Melanie Hall Morris, BSN’83, MSN’86, found her calling in providing care for others. Obstetrics and women’s health have been her passion ever since she was an undergraduate student at Vanderbilt University School of Nursing. Now, as an assistant professor at the school, she researches innovative ways of facilitating the health of mothers and newborns during the postpartum period.
“I love the miracle of birth, being part of a mother’s birth journey and helping support her,” says Morris, a women’s health nurse practitioner who joined Vanderbilt’s faculty in 2008 after earning her Ph.D. in nursing at the University of Tennessee–Knoxville.
Among the many things she has learned helping others is the importance of taking care of oneself. At Vanderbilt, she promotes well-being among nurses and nursing students by advocating for intentional self-care. One particularly effective method, she says, is self-reflective journaling.
“Writing can be so healing,” she says. “It’s cheap, it’s quick and it’s available 24/7.” Plus, she adds, “When you are the only person in the conversation, there is no obligation to consider others’ opinions.” Morris refers to journaling as “CPR for the soul,” where CPR stands for compassionate, purposeful reflection.

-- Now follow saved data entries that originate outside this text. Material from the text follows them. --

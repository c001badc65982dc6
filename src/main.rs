use anyhow::{Context, Result, bail};
use clap::{ArgAction, ArgGroup, Parser};
use colored::*;
use std::path::PathBuf;
use std::sync::Arc;
use tracing::warn;
use tracing_subscriber::{EnvFilter, fmt};
use uuid::Uuid;

use docqa_cli::{
    ChatHistory, Command, display_banner, format_history, parse_command, print_help, print_result,
    read_query,
};
use docqa_core::{LLMProvider, PipelineConfig, VectorIndex};
use docqa_groq::GroqClient;
use docqa_rag::{HashEmbedder, LocalVectorIndex, QdrantVectorIndex, RagPipeline};

#[derive(Parser, Debug)]
#[command(name = "docqa")]
#[command(about = "Ask questions about your indexed PDF documents", long_about = None)]
#[command(group(ArgGroup::new("source").required(true).args(["index", "qdrant_url"])))]
struct Cli {
    /// JSON snapshot of indexed passages
    #[arg(long)]
    index: Option<PathBuf>,

    /// Qdrant server holding the indexed passages
    #[arg(long)]
    qdrant_url: Option<String>,

    /// Qdrant collection name
    #[arg(long, default_value = "documents")]
    collection: String,

    /// Groq model, overrides GROQ_MODEL
    #[arg(long)]
    model: Option<String>,

    /// Answer a single question and exit
    #[arg(short, long)]
    query: Option<String>,

    /// Directory for chat and feedback logs
    #[arg(long, default_value = ".docqa")]
    history_dir: PathBuf,

    /// Judge groundedness from the question and answer only
    #[arg(long)]
    evaluator_without_context: bool,

    /// Increase log verbosity (-v info, -vv debug)
    #[arg(short, long, action = ArgAction::Count)]
    verbose: u8,
}

type Pipeline = RagPipeline<GroqClient, dyn VectorIndex>;

#[tokio::main]
async fn main() -> Result<()> {
    dotenvy::dotenv().ok();
    let cli = Cli::parse();
    init_tracing(cli.verbose);

    let mut groq = GroqClient::from_env().context("Groq client configuration failed")?;
    if let Some(model) = &cli.model {
        groq = groq.with_model(model.clone());
    }
    let llm = Arc::new(groq);

    let config = PipelineConfig {
        model_id: llm.model_id().to_string(),
        evaluator_includes_context: !cli.evaluator_without_context,
        timeout: llm.timeout(),
        ..Default::default()
    };
    let model_id = config.model_id.clone();

    let (index, index_description) = open_index(&cli).await?;
    let pipeline: Pipeline = RagPipeline::new(llm, index, config);

    let history = ChatHistory::open(&cli.history_dir)
        .await
        .with_context(|| format!("Cannot open history in {}", cli.history_dir.display()))?;
    let conversation_id = Uuid::new_v4();

    if let Some(query) = &cli.query {
        if query.trim().is_empty() {
            bail!("Query must not be empty");
        }
        ask(&pipeline, &history, conversation_id, query).await?;
        return Ok(());
    }

    display_banner(&index_description, &model_id);

    let mut input_history = Vec::new();
    let mut answered = false;

    loop {
        let line = read_query(&mut input_history)?;

        let command = match parse_command(&line) {
            Ok(command) => command,
            Err(e) => {
                println!("{} {}", "✗".red(), e);
                continue;
            }
        };

        match command {
            Command::Empty => continue,
            Command::Exit => {
                println!("{}", "Goodbye!".green());
                break;
            }
            Command::Help => print_help(),
            Command::History => match history.read_chats().await {
                Ok(chats) => print!("{}", format_history(&chats)),
                Err(e) => println!("{} {}", "✗".red(), e),
            },
            Command::Feedback { rating, comment } => {
                if !answered {
                    println!("{}", "Ask a question before leaving feedback".yellow());
                    continue;
                }
                match history.record_feedback(conversation_id, rating, comment).await {
                    Ok(_) => println!("{}", "Thanks for the feedback".green()),
                    Err(e) => println!("{} {}", "✗".red(), e),
                }
            }
            Command::Ask(query) => match ask(&pipeline, &history, conversation_id, &query).await {
                Ok(()) => answered = true,
                Err(e) => println!("{} {:#}", "✗".red(), e),
            },
        }
    }

    Ok(())
}

fn init_tracing(verbose: u8) {
    let filter = match verbose {
        0 => EnvFilter::try_from_default_env().unwrap_or_else(|_| EnvFilter::new("warn")),
        1 => EnvFilter::new("info"),
        _ => EnvFilter::new("debug"),
    };

    fmt()
        .with_env_filter(filter)
        .with_target(false)
        .with_writer(std::io::stderr)
        .init();
}

async fn open_index(cli: &Cli) -> Result<(Arc<dyn VectorIndex>, String)> {
    if let Some(path) = &cli.index {
        let index = LocalVectorIndex::load(path)
            .await
            .context("Failed to load the passage index")?;
        let passages = index.count().await?;
        let description = format!("{} ({} passages)", path.display(), passages);
        return Ok((Arc::new(index), description));
    }

    let Some(url) = &cli.qdrant_url else {
        bail!("Either --index or --qdrant-url is required");
    };

    let api_key = std::env::var("QDRANT_API_KEY").ok().filter(|k| !k.is_empty());
    let index = QdrantVectorIndex::connect(
        url,
        api_key,
        cli.collection.clone(),
        Arc::new(HashEmbedder::default()),
    )
    .context("Failed to connect to Qdrant")?;
    let passages = index
        .count()
        .await
        .context("Failed to read the Qdrant collection")?;
    let description = format!("{} / {} ({} passages)", url, index.collection_name(), passages);

    Ok((Arc::new(index), description))
}

async fn ask(pipeline: &Pipeline, history: &ChatHistory, conversation_id: Uuid, query: &str) -> Result<()> {
    println!("{}", "Searching documents...".dimmed());

    let state = pipeline.run(query).await.context("Document search failed")?;
    print_result(&state);

    if let Err(e) = history.record_chat(conversation_id, &state).await {
        warn!(error = %e, "Could not write chat history");
    }

    Ok(())
}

She credits licensed professional counselors Kathleen Adams and Deborah Ross, co-authors of Your Brain on Ink, for helping her understand the intersection between expressive writing and neuroscience. “The idea is that you can rewire your brain by intentionally redirecting your thoughts in a more positive direction,” she explains. “I truly believe in the science that says reflective writing can lead to physical and emotional healing.”
Here, Morris shares her advice on how to begin journaling as a form of self-care.
Pick a Time and Place
Committing to this practice may require that you schedule it in your calendar, just like you would an appointment, Morris says. “Create a safe space without interruptions, where your privacy and what you are going to put down are protected,” she advises, whether it’s a quiet room in your home or a park bench. “Wherever you feel peace,” she adds.
Don’t Get Boxed In
“Spending as little as five minutes writing can provide some clarity,” Morris says, “but it could be a minute, or an hour.” She acknowledges that 15 minutes a day could be too big a commitment for some people and might prevent them from sticking with it. “Any quiet time to reflect is beneficial, especially if you can do it compassionately,” she says. “We all have this inner critic who loves to berate us, but we don’t invite the inner critic to the party.”
Do It Your Way
According to Morris, there is no right way to journal. “Let go of your preconceived ideas and just start,” she advises, even if that means writing down one word, religious passage or quotation, or listing three things for which you're grateful. While Morris prefers writing by hand, she understands that in our digital world, a laptop or tablet might be preferable. She believes that doodling and painting are acceptable, too, as is writing a letter that you don’t intend to mail. “If you are missing a loved one who has passed on, or you want a promotion, writing a letter is a great way to get stuff out, especially if there is conflict,” she says.
Free Your Mind
“Anyone easily can take time to reflect,” Morris says. However, getting your thoughts out of your head and down on paper allows you to clear space in your mind to think about other matters, “especially if you have negativity in your brain or are feeling bogged down. Stopping and dumping those thoughts out is therapeutic, often offers new insights and creates space for reframing your perspective to a more positive way of looking at things.”